Fake SIP Daemon - A minimal SIP honeypot

Version 1.1.0

fsipd is a lightweight SIP honeypot that listens on TCP/UDP port 5060 for both IPv4 and IPv6 (when available). It logs all incoming SIP requests with source/destination IP addresses and port numbers in CSV format.

• Dual protocol support (TCP and UDP)
• IPv4 and IPv6 support
• Multi-threaded architecture
• CSV logging for easy analysis
• Syslog integration option
• Signal-safe log rotation (SIGHUP)
• Sanitizes multiline messages to preserve CSV integrity
• Configurable log and PID file paths

Logs are written in CSV format with the following fields:

epoch timestamp, protocol, src ip, src port, "message"

Example:

1445775973,UDP4,127.0.0.1,50751,"INVITE sip:[email protected] SIP/2.0"
1445775974,TCP6,::1,54321,"REGISTER sip:example.com SIP/2.0"

Note: Multiline SIP messages are sanitized by replacing newlines and control characters with spaces to maintain CSV format integrity.

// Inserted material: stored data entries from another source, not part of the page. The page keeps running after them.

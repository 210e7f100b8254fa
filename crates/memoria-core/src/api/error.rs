use std::time::Duration;

use thiserror::Error;

#[derive(Error, Debug, Clone, PartialEq)]
pub enum ApiError {
    #[error("Unauthorized - session may have expired")]
    Unauthorized,

    #[error("Access denied: {0}")]
    AccessDenied(String),

    #[error("Resource not found: {0}")]
    NotFound(String),

    #[error("Rate limited - please wait before retrying")]
    RateLimited,

    #[error("Server error: {0}")]
    ServerError(String),

    #[error("Network error: {0}")]
    Network(String),

    #[error("Request timed out after {}s", .0.as_secs())]
    Timeout(Duration),

    #[error("Invalid response: {0}")]
    InvalidResponse(String),

    #[error("Malformed response body: {0}")]
    Malformed(String),
}

/// Maximum length for error response bodies in error messages
const MAX_ERROR_BODY_LENGTH: usize = 500;

impl ApiError {
    /// Truncate a response body to avoid logging excessive data
    fn truncate_body(body: &str) -> String {
        if body.len() <= MAX_ERROR_BODY_LENGTH {
            body.to_string()
        } else {
            let mut end = MAX_ERROR_BODY_LENGTH;
            while !body.is_char_boundary(end) {
                end -= 1;
            }
            format!("{}... (truncated, {} total bytes)", &body[..end], body.len())
        }
    }

    /// Classify a non-2xx status.
    pub fn from_status(status: u16, body: &str) -> Self {
        let truncated = Self::truncate_body(body);
        match status {
            401 => ApiError::Unauthorized,
            403 => ApiError::AccessDenied(truncated),
            404 => ApiError::NotFound(truncated),
            429 => ApiError::RateLimited,
            500..=599 => ApiError::ServerError(truncated),
            _ => ApiError::InvalidResponse(format!("Status {}: {}", status, truncated)),
        }
    }

    /// 401/403: the session is gone and every section is affected.
    pub fn is_auth_failure(&self) -> bool {
        matches!(self, ApiError::Unauthorized | ApiError::AccessDenied(_))
    }

    /// Short message suitable for an error panel.
    pub fn user_message(&self) -> String {
        match self {
            ApiError::Unauthorized | ApiError::AccessDenied(_) => {
                "Your session has ended. Please log in again.".to_string()
            }
            ApiError::Network(_) => {
                "Unable to reach the server. Check your internet connection.".to_string()
            }
            ApiError::Timeout(_) => "The server took too long to respond.".to_string(),
            ApiError::RateLimited => "Too many requests. Wait a moment and retry.".to_string(),
            ApiError::ServerError(_) => "The server had a problem loading this page.".to_string(),
            other => other.to_string(),
        }
    }
}

impl ApiError {
    /// Classify a transport error from a client configured with `timeout`.
    pub fn from_reqwest(err: reqwest::Error, timeout: Duration) -> Self {
        if err.is_timeout() {
            ApiError::Timeout(timeout)
        } else if err.is_decode() {
            ApiError::Malformed(err.to_string())
        } else {
            ApiError::Network(err.to_string())
        }
    }
}
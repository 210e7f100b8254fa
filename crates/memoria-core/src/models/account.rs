use serde::{Deserialize, Serialize};

#[derive(Debug, Clone, PartialEq, Serialize, Deserialize)]
pub struct Profile {
    pub id: i64,
    pub name: String,
    pub email: String,
    #[serde(default)]
    pub phone: Option<String>,
    #[serde(rename = "createdAt", default)]
    pub created_at: Option<String>,
}

/// Overview counters shown on the landing section.
#[derive(Debug, Clone, Default, PartialEq, Serialize, Deserialize)]
pub struct DashboardSummary {
    #[serde(rename = "memorialCount", default)]
    pub memorial_count: u32,
    #[serde(rename = "upcomingEvents", default)]
    pub upcoming_events: u32,
    #[serde(rename = "openOrders", default)]
    pub open_orders: u32,
    #[serde(rename = "activeSubscriptions", default)]
    pub active_subscriptions: u32,
    #[serde(rename = "candlesLit", default)]
    pub candles_lit: u32,
}
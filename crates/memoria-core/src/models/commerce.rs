use std::fmt;

use serde::{Deserialize, Serialize};

/// Format an amount in cents as dollars, e.g. `1250` -> `$12.50`.
pub fn format_cents(cents: i64) -> String {
    let sign = if cents < 0 { "-" } else { "" };
    let abs = cents.unsigned_abs();
    format!("{}${}.{:02}", sign, abs / 100, abs % 100)
}

#[derive(Debug, Clone, PartialEq, Serialize, Deserialize)]
pub struct Product {
    pub id: i64,
    pub name: String,
    #[serde(rename = "priceCents")]
    pub price_cents: i64,
    #[serde(default)]
    pub category: Option<String>,
    #[serde(rename = "inStock", default = "default_true")]
    pub in_stock: bool,
}

fn default_true() -> bool {
    true
}

#[derive(Debug, Clone, Copy, PartialEq, Eq, Serialize, Deserialize)]
#[serde(rename_all = "lowercase")]
pub enum OrderStatus {
    Pending,
    Paid,
    Shipped,
    Delivered,
    Cancelled,
    #[serde(other)]
    Unknown,
}

impl OrderStatus {
    /// Orders the user may still be waiting on.
    pub fn is_open(&self) -> bool {
        matches!(self, OrderStatus::Pending | OrderStatus::Paid | OrderStatus::Shipped)
    }
}

impl fmt::Display for OrderStatus {
    fn fmt(&self, f: &mut fmt::Formatter<'_>) -> fmt::Result {
        let s = match self {
            OrderStatus::Pending => "Pending",
            OrderStatus::Paid => "Paid",
            OrderStatus::Shipped => "Shipped",
            OrderStatus::Delivered => "Delivered",
            OrderStatus::Cancelled => "Cancelled",
            OrderStatus::Unknown => "Unknown",
        };
        f.write_str(s)
    }
}

#[derive(Debug, Clone, PartialEq, Serialize, Deserialize)]
pub struct OrderItem {
    #[serde(rename = "productId")]
    pub product_id: i64,
    pub name: String,
    pub quantity: u32,
    #[serde(rename = "unitPriceCents")]
    pub unit_price_cents: i64,
}

#[derive(Debug, Clone, PartialEq, Serialize, Deserialize)]
pub struct Order {
    pub id: i64,
    pub status: OrderStatus,
    #[serde(rename = "totalCents")]
    pub total_cents: i64,
    #[serde(rename = "placedAt", default)]
    pub placed_at: Option<String>,
    #[serde(default)]
    pub items: Vec<OrderItem>,
}

impl Order {
    pub fn item_count(&self) -> u32 {
        self.items.iter().map(|i| i.quantity).sum()
    }
}

#[derive(Debug, Clone, PartialEq, Serialize, Deserialize)]
pub struct Subscription {
    pub id: i64,
    pub plan: String,
    pub status: String,
    #[serde(rename = "renewsAt", default)]
    pub renews_at: Option<String>,
    #[serde(rename = "memorialId", default)]
    pub memorial_id: Option<i64>,
}

impl Subscription {
    pub fn is_active(&self) -> bool {
        self.status.eq_ignore_ascii_case("active")
    }
}
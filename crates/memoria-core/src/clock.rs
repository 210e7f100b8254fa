//! Time source used by the resource cache.

use std::sync::{Arc, Mutex};

use chrono::{DateTime, Duration, Utc};

pub trait Clock: Send + Sync {
    fn now(&self) -> DateTime<Utc>;
}

/// Wall clock.
#[derive(Debug, Default, Clone, Copy)]
pub struct SystemClock;

impl Clock for SystemClock {
    fn now(&self) -> DateTime<Utc> {
        Utc::now()
    }
}

/// A clock that only moves when told to.
///
/// Clones share the same instant, so a test can hand one clone to a cache
/// and keep another to advance time.
#[derive(Debug, Clone)]
pub struct ManualClock {
    now: Arc<Mutex<DateTime<Utc>>>,
}

impl ManualClock {
    pub fn new(start: DateTime<Utc>) -> Self {
        Self {
            now: Arc::new(Mutex::new(start)),
        }
    }

    /// Move the clock forward by `millis` milliseconds.
    pub fn advance_ms(&self, millis: i64) {
        self.advance(Duration::milliseconds(millis));
    }

    pub fn advance(&self, by: Duration) {
        let mut now = self.now.lock().unwrap_or_else(|p| p.into_inner());
        *now += by;
    }

    pub fn set(&self, at: DateTime<Utc>) {
        *self.now.lock().unwrap_or_else(|p| p.into_inner()) = at;
    }
}

impl Default for ManualClock {
    fn default() -> Self {
        Self::new(Utc::now())
    }
}

impl Clock for ManualClock {
    fn now(&self) -> DateTime<Utc> {
        *self.now.lock().unwrap_or_else(|p| p.into_inner())
    }
}
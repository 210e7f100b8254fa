//! Boundary traits implemented outside the core.

use futures::future::BoxFuture;

use crate::api::ApiError;
use crate::models::SectionData;
use crate::section::{ResourceKey, Section};

/// Raw HTTP result for one resource request.
#[derive(Debug, Clone, PartialEq)]
pub struct FetchResponse {
    pub status: u16,
    pub body: String,
}

impl FetchResponse {
    pub fn ok(body: impl Into<String>) -> Self {
        Self {
            status: 200,
            body: body.into(),
        }
    }

    pub fn is_success(&self) -> bool {
        (200..300).contains(&self.status)
    }
}

/// Issues the request for a resource. Auth is the fetcher's concern.
///
/// The returned future must not borrow the fetcher; it is moved onto a
/// spawned task. `Err` is reserved for failures with no HTTP status
/// (connection refused, DNS, body read errors).
pub trait ResourceFetcher: Send + Sync {
    fn fetch(&self, key: ResourceKey) -> BoxFuture<'static, Result<FetchResponse, ApiError>>;
}

/// Presentation side. The navigator never draws anything itself.
pub trait SectionRenderer {
    /// Make `section` the visible region.
    fn show_section(&mut self, _section: Section) {}

    /// A fetch for `section` is in flight. `stale` is the last payload, if any.
    fn render_loading(&mut self, _section: Section, _stale: Option<&SectionData>) {}

    fn render_section(&mut self, section: Section, data: &SectionData);

    /// Show a failure with a retry affordance; pass `retry` to `Navigator::retry`.
    fn render_section_error(&mut self, section: Section, error: &ApiError, retry: Retry);
}

/// Session side, invoked once when the backend rejects the session.
pub trait SessionControl {
    fn clear_session(&mut self);
    fn redirect_to_login(&mut self);
}

/// Handle for re-running a failed section load.
#[derive(Debug, Clone, Copy, PartialEq, Eq)]
pub struct Retry {
    pub section: Section,
}
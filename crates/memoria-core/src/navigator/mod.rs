//! Section navigation state machine.
//!
//! The `Navigator` owns the current section, consults the `ResourceCache`
//! before fetching, and reconciles fetch results that resolve out of order.
//! It talks to the outside world only through the traits in
//! `collaborators`, so it runs the same under a terminal UI or a test.
//!
//! Fetches run as spawned tokio tasks and report back over a channel; the
//! owner applies them with `drain_completions` or `settle_next`. Every
//! mutation therefore happens on the owner's task.

pub mod collaborators;
pub mod completion;
#[allow(clippy::module_inception)]
pub mod navigator;

pub use collaborators::{FetchResponse, ResourceFetcher, Retry, SectionRenderer, SessionControl};
pub use completion::{Completion, LoadOutcome};
pub use navigator::{Navigator, DEFAULT_FETCH_TIMEOUT};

fsipd [-hv] [-l logfile] [-s] [-p priority] [-f pidfile]
    -h: Show help message
    -v: Show version
    -s: Use syslog instead of local log file
    -p: Syslog priority (default: user.notice)
    -l: Specify output log filename (default: fsipd.log)
    -f: Specify PID file path (default: /var/run/fsipd.pid)

make

Run the test suite:

make test

This runs both unit tests and integration tests.

This program depends on:

• libpidutil
• pthread library

SPDX-License-Identifier: BSD-2-Clause

This project is licensed under the BSD 2-Clause License. See the LICENSE file for details.